# Sleep and Dreams > General Dream Discussion > Nightmares and Recurring Dreams >  >  Dream about my dad trying to kill me??

## Erilee

I have this recurring nightmare where my dad is trying to kill me with a dagger. I can't remember exactly how it starts but from the point where I do remember I am sitting on a metal slide in what looks like an indoor riding arena. My dad is at the bottom of the slide holding this silver dagger and he's trying to convince me that killing me is the best way. I keep asking him "Why? What did I do? Please don't daddy" I never call him daddy in real life, I never have (I'm thirteen by the way). He looks sad, and like he regrets having to do it but then he just keeps saying "it's for the best". I'm really desperate at this point and I start begging and crying, he just says "don't worry it will only hurt for a second" and in my dream I imagine him stabbing me in the stomach. I scream then jump off the slide and run away from him. I eventually find my mom and start begging her to help me, telling her "Help, daddy is trying to kill me!". She just looks at me and says "I know, I'm sorry sweetheart, it's for the best" just like my dad. I start crying again because I trust my mom completely, we're like best friends in real life. I keep asking her "Why, mommy, what did I do wrong? Please help me!" Again, I never call my mom 'mommy' although with her I did call her that when I was little. She just keeps staring at me with a blank expression and does nothing. Then I asked her "Are you mad?" and she says "Yes". I start asking her why she's mad but she doesn't answer, I even screamed at her but she just stared. I ran and hid in some kind of closet then, crying my eyes out. I wasn't scared exactly but I was confused and horrified and I felt so helpless and deserate that no one was helping me. My dad found me and I ran from him again, this time hiding under a table, looking out and seeing my parents eating dinner at another table a few feet away. I'm trying not to breathe, hoping they won't hear me, and then my dad turns around and looks at me and I wake up.

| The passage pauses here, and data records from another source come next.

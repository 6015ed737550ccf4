//! AES-128/192/256 im ECB-Modus
//!
//! Jeder 16-Byte-Block wird unabhaengig verschluesselt. Gleiche
//! Klartextbloecke ergeben unter demselben Schluessel gleiche Chiffratbloecke.
//!
//! ## Auffuellen
//!
//! Ein unvollstaendiger letzter Block wird mit `n` Bytes des Werts `n`
//! aufgefuellt (`n = 16 - laenge`). Ein exakt 16 Byte langer letzter Block
//! bleibt unveraendert. Ein leerer Klartext wird zu einem vollen Block aus
//! `0x10`.
//!
//! Beim Entschluesseln gilt das letzte Byte `n` als Kandidat: liegt es in
//! `1..=16` und sind die letzten `n` Bytes alle gleich `n`, werden sie
//! entfernt, sonst bleibt die Ausgabe unveraendert. Das ist eine Heuristik
//! ohne Laengenfeld: ein Klartext mit voller Blocklaenge, der zufaellig auf
//! ein gueltiges Fuellmuster endet (z.B. `..., 0x01`), wird beim
//! Entschluesseln gekuerzt.

mod block;
mod schluesselplan;
mod tabellen;

pub use block::{AesBlockCipher, Block};
pub use schluesselplan::Schluesselplan;

use crate::error::{CryptoError, CryptoResult};

/// Blockgroesse in Bytes
pub const BLOCK_GROESSE: usize = 16;

/// Verschluesselt `klartext` blockweise mit `schluessel` (16, 24 oder 32 Bytes)
pub fn verschluesseln(klartext: &[u8], schluessel: &[u8]) -> CryptoResult<Vec<u8>> {
    let chiffre = AesBlockCipher::neu(schluessel)?;

    let (volle, rest) = if !klartext.is_empty() && klartext.len() % BLOCK_GROESSE == 0 {
        klartext.split_at(klartext.len() - BLOCK_GROESSE)
    } else {
        klartext.split_at(klartext.len() - klartext.len() % BLOCK_GROESSE)
    };

    let mut ausgabe = Vec::with_capacity(volle.len() + BLOCK_GROESSE);
    for stueck in volle.chunks_exact(BLOCK_GROESSE) {
        let mut block: Block = [0u8; BLOCK_GROESSE];
        block.copy_from_slice(stueck);
        chiffre.block_verschluesseln(&mut block);
        ausgabe.extend_from_slice(&block);
    }

    let mut letzter = auffuellen(rest)?;
    chiffre.block_verschluesseln(&mut letzter);
    ausgabe.extend_from_slice(&letzter);

    Ok(ausgabe)
}

/// Entschluesselt `chiffrat` und entfernt ein erkanntes Fuellmuster
///
/// Ein unvollstaendiger Restblock am Ende wird ignoriert.
pub fn entschluesseln(chiffrat: &[u8], schluessel: &[u8]) -> CryptoResult<Vec<u8>> {
    let chiffre = AesBlockCipher::neu(schluessel)?;

    let rest = chiffrat.len() % BLOCK_GROESSE;
    if rest != 0 {
        tracing::warn!(
            laenge = chiffrat.len(),
            ignoriert = rest,
            "Chiffrat ist kein Vielfaches der Blockgroesse"
        );
    }

    let mut ausgabe = Vec::with_capacity(chiffrat.len() - rest);
    for stueck in chiffrat.chunks_exact(BLOCK_GROESSE) {
        let mut block: Block = [0u8; BLOCK_GROESSE];
        block.copy_from_slice(stueck);
        chiffre.block_entschluesseln(&mut block);
        ausgabe.extend_from_slice(&block);
    }

    let laenge = ausgabe.len() - fuellung_erkennen(&ausgabe);
    ausgabe.truncate(laenge);
    Ok(ausgabe)
}

/// Fuellt den letzten Rohblock auf volle Blockgroesse auf
fn auffuellen(letzter: &[u8]) -> CryptoResult<Block> {
    if letzter.len() > BLOCK_GROESSE {
        return Err(CryptoError::UeberlangerBlock {
            laenge: letzter.len(),
        });
    }

    let fuell_laenge = BLOCK_GROESSE - letzter.len();
    let mut block = [fuell_laenge as u8; BLOCK_GROESSE];
    block[..letzter.len()].copy_from_slice(letzter);
    Ok(block)
}

/// Anzahl der als Fuellung erkannten Bytes am Ende (0 wenn keine)
fn fuellung_erkennen(daten: &[u8]) -> usize {
    let Some(&letztes) = daten.last() else {
        return 0;
    };
    let n = letztes as usize;
    if n == 0 || n > BLOCK_GROESSE || n > daten.len() {
        return 0;
    }
    if daten[daten.len() - n..].iter().all(|&b| b == letztes) {
        n
    } else {
        0
    }
}

// ---------------------------------------------------------------------------
// Tests
// ---------------------------------------------------------------------------
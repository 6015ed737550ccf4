//! # kryptochat-observability
//!
//! Gemeinsames Logging-Setup fuer Relay und Client:
//! - Structured Logging via tracing-subscriber (Text oder JSON)
//! - Filter aus `RUST_LOG` oder der Konfiguration

pub mod logging;

pub use logging::{log_format_gueltig, log_level_gueltig, logging_initialisieren, LogFormat};
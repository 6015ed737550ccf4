//! Schluesselexpansion
//!
//! Erzeugt aus einem 16-, 24- oder 32-Byte-Schluessel (Nk = 4, 6, 8 Woerter)
//! `runden + 1` Rundenschluessel zu je 16 Bytes. Die Blockgroesse ist fest
//! auf vier Woerter gesetzt.

use super::tabellen::{RCON, SBOX};
use super::BLOCK_GROESSE;
use crate::error::CryptoResult;
use crate::types::{pruefe_schluessel_laenge, runden_fuer};

/// Woerter pro Block
const NB: usize = BLOCK_GROESSE / 4;

type Wort = [u8; 4];

/// Rundenschluessel einer Chiffrier-Operation
#[derive(Clone)]
pub struct Schluesselplan {
    rundenschluessel: Vec<[u8; BLOCK_GROESSE]>,
}

impl Schluesselplan {
    /// Expandiert den Schluessel; andere Laengen als 16/24/32 werden abgelehnt
    pub fn ableiten(schluessel: &[u8]) -> CryptoResult<Self> {
        pruefe_schluessel_laenge(schluessel.len())?;

        let nk = schluessel.len() / 4;
        let runden = runden_fuer(schluessel.len());
        let anzahl_woerter = NB * (runden + 1);

        let mut woerter: Vec<Wort> = schluessel
            .chunks_exact(4)
            .map(|c| [c[0], c[1], c[2], c[3]])
            .collect();

        for i in nk..anzahl_woerter {
            let mut temp = woerter[i - 1];
            if i % nk == 0 {
                temp = sub_word(rot_word(temp));
                temp[0] ^= RCON[i / nk];
            } else if nk > 6 && i % nk == 4 {
                temp = sub_word(temp);
            }
            let vorher = woerter[i - nk];
            woerter.push(std::array::from_fn(|j| vorher[j] ^ temp[j]));
        }

        let rundenschluessel = woerter
            .chunks_exact(NB)
            .map(|gruppe| {
                let mut block = [0u8; BLOCK_GROESSE];
                for (spalte, wort) in gruppe.iter().enumerate() {
                    block[spalte * 4..spalte * 4 + 4].copy_from_slice(wort);
                }
                block
            })
            .collect();

        Ok(Self { rundenschluessel })
    }

    /// Anzahl der Runden (ohne die initiale Schluesseladdition)
    pub fn runden(&self) -> usize {
        self.rundenschluessel.len() - 1
    }

    /// Rundenschluessel `runde` (0 bis einschliesslich `runden()`)
    pub fn rundenschluessel(&self, runde: usize) -> &[u8; BLOCK_GROESSE] {
        &self.rundenschluessel[runde]
    }
}

impl std::fmt::Debug for Schluesselplan {
    fn fmt(&self, f: &mut std::fmt::Formatter<'_>) -> std::fmt::Result {
        write!(f, "Schluesselplan([REDACTED] {} Runden)", self.runden())
    }
}

impl Drop for Schluesselplan {
    fn drop(&mut self) {
        self.rundenschluessel
            .iter_mut()
            .for_each(|block| block.iter_mut().for_each(|b| *b = 0));
    }
}

fn rot_word(w: Wort) -> Wort {
    [w[1], w[2], w[3], w[0]]
}

fn sub_word(w: Wort) -> Wort {
    w.map(|b| SBOX[b as usize])
}

// ---------------------------------------------------------------------------
// Tests
// ---------------------------------------------------------------------------
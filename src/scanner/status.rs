//! Read-only checkpoint inspection

use crate::resume::CheckpointState;
use crate::stats::Totals;
use crate::MessageId;
use chrono::{DateTime, Utc};
use serde::Serialize;
use std::path::PathBuf;

/// Where a scan identity stands, without scanning
#[derive(Debug, Clone, PartialEq, Serialize)]
pub struct ResumeStatus {
    /// Whether a checkpoint exists
    pub found: bool,
    /// Checkpoint path, whether or not it exists
    pub checkpoint_path: PathBuf,
    /// Next page is fetched before this id
    pub cursor: Option<MessageId>,
    /// Ordinal of the next message to count
    pub resume_from_ordinal: u64,
    /// Counters so far
    pub totals: Totals,
    /// Whether the scan has completed
    pub completed: bool,
    /// Completion time
    pub completed_at: Option<DateTime<Utc>>,
    /// Last checkpoint update
    pub last_updated: Option<DateTime<Utc>>,
}

impl ResumeStatus {
    /// Status of an identity that has never been scanned
    pub fn not_found(checkpoint_path: PathBuf) -> Self {
        Self {
            found: false,
            checkpoint_path,
            cursor: None,
            resume_from_ordinal: 1,
            totals: Totals::default(),
            completed: false,
            completed_at: None,
            last_updated: None,
        }
    }

    /// Status described by a loaded checkpoint
    pub fn from_state(checkpoint_path: PathBuf, state: &CheckpointState) -> Self {
        Self {
            found: true,
            checkpoint_path,
            cursor: state.cursor,
            resume_from_ordinal: state.resume_from_ordinal,
            totals: state.stats.totals.clone(),
            completed: state.completed,
            completed_at: state.completed_at,
            last_updated: Some(state.last_updated),
        }
    }
}
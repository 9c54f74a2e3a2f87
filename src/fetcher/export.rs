//! Provider backed by a local channel export
//!
//! Serves pages from a JSON file holding either an array of messages or an
//! object with a `messages` array, with the same "before cursor, limit"
//! semantics as a live provider.

use crate::fetcher::{FetcherError, FetcherResult, MessageProvider};
use crate::{Message, MessageId};
use async_trait::async_trait;
use serde::Deserialize;
use std::cmp::Reverse;
use std::path::Path;
use tracing::info;

#[derive(Deserialize)]
#[serde(untagged)]
enum ExportDocument {
    Messages(Vec<Message>),
    Wrapped { messages: Vec<Message> },
}

/// In-memory message source, newest message first
#[derive(Debug, Clone, Default)]
pub struct JsonExportProvider {
    messages: Vec<Message>,
}

impl JsonExportProvider {
    /// Build from messages in any order
    pub fn from_messages(mut messages: Vec<Message>) -> Self {
        messages.sort_by_key(|m| Reverse(m.id));
        messages.dedup_by_key(|m| m.id);
        Self { messages }
    }

    /// Load an export file
    pub fn from_file(path: impl AsRef<Path>) -> FetcherResult<Self> {
        let path = path.as_ref();
        let contents = std::fs::read_to_string(path)
            .map_err(|e| FetcherError::IoError(format!("{}: {e}", path.display())))?;
        let document: ExportDocument = serde_json::from_str(&contents)
            .map_err(|e| FetcherError::ParseError(format!("{}: {e}", path.display())))?;
        let messages = match document {
            ExportDocument::Messages(messages) => messages,
            ExportDocument::Wrapped { messages } => messages,
        };
        info!(path = %path.display(), messages = messages.len(), "Loaded channel export");
        Ok(Self::from_messages(messages))
    }

    /// Number of messages in the export
    pub fn len(&self) -> usize {
        self.messages.len()
    }

    /// Whether the export is empty
    pub fn is_empty(&self) -> bool {
        self.messages.is_empty()
    }
}

#[async_trait]
impl MessageProvider for JsonExportProvider {
    async fn fetch_before(
        &self,
        before: Option<MessageId>,
        limit: usize,
    ) -> FetcherResult<Vec<Message>> {
        let start = match before {
            Some(cursor) => self.messages.partition_point(|m| m.id >= cursor),
            None => 0,
        };
        let end = start.saturating_add(limit).min(self.messages.len());
        Ok(self.messages[start..end].to_vec())
    }
}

Whenever I have this dream (which has been three nights in a row so far) I wake up really shaken and scared, and I always find that I had been crying in my sleep. My dad is not violent towards me at all in real life, he never even yells at me, usually he doesn't even want anything to do with me (idk why). My mom and I are best friends like I said, we hang out together and tell each other everything. That's why this dream is freaking me out so bad, I'm terrified of going back to sleep after I have this dream, and I really need help.
So thanks to anyone who can help me with this  :smiley:  I really appreciate it.

----------


## Keri

I would guess that you're nearing the age when you're going to move out on your own? Could it be that the "killing" is really killing your dependence on him?

----------


## etereo

whats your relationship like with your dad?

----------


## Erilee

I'm thirteen, I've still got four years till my parents kick me out  :tongue2:

----------


## Erilee

My relationship? Well, like I said we don't pay much attention to each other and we don't have much of a relationship at all. We don't communicate well, my mom tells me that a lot, so we don't talk much. Really the only time we see each other is at dinner, and even then we don't talk.

----------


## Keri

Ok, well I wouldn't pay much attention to the "dagger" thing. I figured you were older because most kids don't use words like "dagger", and just say knife. I guess if you can get lucid, you could simply ask him why he wants to kill you.....or even IF he wants to. I am also wondering if maybe somehow you feel like he's stopping you from being yourself...maybe by depriving you of "things" that you feel you need to express yourself, like the right phone, or the right clothes...so in essence he could be killing that part of you.

----------


## Erilee

Yeah, well, I just care to know the difference between a dagger and a knife. He wanted to kill me because in the dream he believed it "the best way" I just don't know what he meant by it. My dad, like I said, usually wants nothing to do with me, so naturally he doesn't usually care what I do, my mom deals with most of that. And anything I do that he does disapprove of, she gets the blame for it, because I'm her responsibitly I guess.

----------


## Mascot

Maybe you feel sad or mad about him not talking to you?  Are you afraid of him maybe?  Is he your dad or step-dad?

----------


## etereo

I think you should confront your dad and tell him how you feel and maybe he will understand. I would do it before its too late. In my experience my brother and I never had a good relationship. I did confront him awhile ago when I was going through a lot. I think I got through to him. If not oh well. life goes on.

----------